Karkade çanak yaprakları, Avrupa Farmakopesi'nde, "Roselle (Hibisci sabdariffae flos)" adıyla kayıtlıdır. Diğer isimleri şunlardır: "Sorrel", "Jamaican sorrel", "Indian sorrel", "Queensland jelly plant", "Florida cranberry", "Jelly okra", "Oseille de Guinée", "Flor de Jamaica". Çanak yaprakların gövde ve yaprakları, organik asitlerce zengindir; tadı, turnagagası/turna yemişi - "Cranberry" (Vaccinium macrocarpon Aiton, Ericaceae) bitkisinin tadına benzer.
Karkade’nin 100’ü aşkın kultivarı ve tohum varyetesi bulunmaktadır. Ticari varyeteleri Çin, Tayland, Meksika ve Afrika’da, özellikle Sudan, Senegal, Mali’de yetiştirilmektedir.

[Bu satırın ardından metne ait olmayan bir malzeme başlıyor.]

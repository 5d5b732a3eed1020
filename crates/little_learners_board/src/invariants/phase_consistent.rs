//! Turn phase consistency invariant.

use super::Invariant;
use crate::GameState;
use crate::phases::TurnPhase;

/// Invariant: the turn phase agrees with the rest of the state.
///
/// - at most one of rolling / moving / task modal is observable
/// - every phase after the roll has a committed die value
/// - a move target lies ahead of the mover and on the board
/// - landing and task phases refer to the mover's own tile
pub struct PhaseConsistentInvariant;

impl Invariant<GameState> for PhaseConsistentInvariant {
    fn holds(state: &GameState) -> bool {
        let flags = [state.is_rolling(), state.is_moving(), state.show_task_modal()];
        if flags.iter().filter(|f| **f).count() > 1 {
            return false;
        }

        let (Some(turn), Some(mover)) = (state.turn(), state.current_player()) else {
            return true;
        };
        let position = *mover.position();

        match turn {
            TurnPhase::Idle | TurnPhase::Rolling => true,
            TurnPhase::Rolled { value } => state.dice_value() == Some(*value),
            TurnPhase::Moving { target } => {
                state.dice_value().is_some() && position <= *target && *target <= state.last_position()
            }
            TurnPhase::Landed { position: landed } => {
                state.dice_value().is_some() && *landed == position
            }
            TurnPhase::TaskPending { tile } => tile.is_task() && tile.position() == position,
        }
    }

    fn description() -> &'static str {
        "Turn phase is consistent with die value and mover position"
    }
}

#[cfg(test)]
mod tests {
    use super::*;
    use crate::phases::Lifecycle;
    use crate::{DieFace, Player, PlayerColor, TileCatalog};

    fn state_with(turn: TurnPhase, position: usize, dice: Option<u8>) -> GameState {
        let mut state = GameState::default();
        state.players = vec![Player::new(0, "Ana", PlayerColor::Red, "user").placed_at(position)];
        state.dice_value = dice.and_then(DieFace::new);
        state.lifecycle = Lifecycle::Playing { current: 0, turn };
        state
    }

    #[test]
    fn test_moving_with_roll_holds() {
        let state = state_with(TurnPhase::Moving { target: 6 }, 2, Some(4));
        assert!(PhaseConsistentInvariant::holds(&state));
    }

    #[test]
    fn test_moving_without_roll_violates() {
        let state = state_with(TurnPhase::Moving { target: 6 }, 2, None);
        assert!(!PhaseConsistentInvariant::holds(&state));
    }

    #[test]
    fn test_target_behind_mover_violates() {
        let state = state_with(TurnPhase::Moving { target: 1 }, 2, Some(4));
        assert!(!PhaseConsistentInvariant::holds(&state));
    }

    #[test]
    fn test_task_on_other_tile_violates() {
        let tile = TileCatalog::standard().get(5).cloned().unwrap();
        assert!(PhaseConsistentInvariant::holds(&state_with(
            TurnPhase::TaskPending { tile: tile.clone() },
            4,
            Some(4)
        )));
        assert!(!PhaseConsistentInvariant::holds(&state_with(
            TurnPhase::TaskPending { tile },
            3,
            Some(3)
        )));
    }
}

Karkade yaprakları ve gevrek gövdeleri; salatalara, soslara, çorbalara katılır, çiğ yenir veya pişirilir. Afrika halk tıbbında, 'emollient' ve 'antimikrobik' özelliklerinden dolayı, haricen kullanılır. Hindistan’da, ısıtılmış yaprakları harici yara ve apseleri iyileştirmek amacıyla cilt üstüne uygulanır. Yapraklardan hazırlanan losyon, cilt yaralarına tatbik edilir. Yapraklardan ayrıca, hayvan yemi ve lif olarak da yararlanılır.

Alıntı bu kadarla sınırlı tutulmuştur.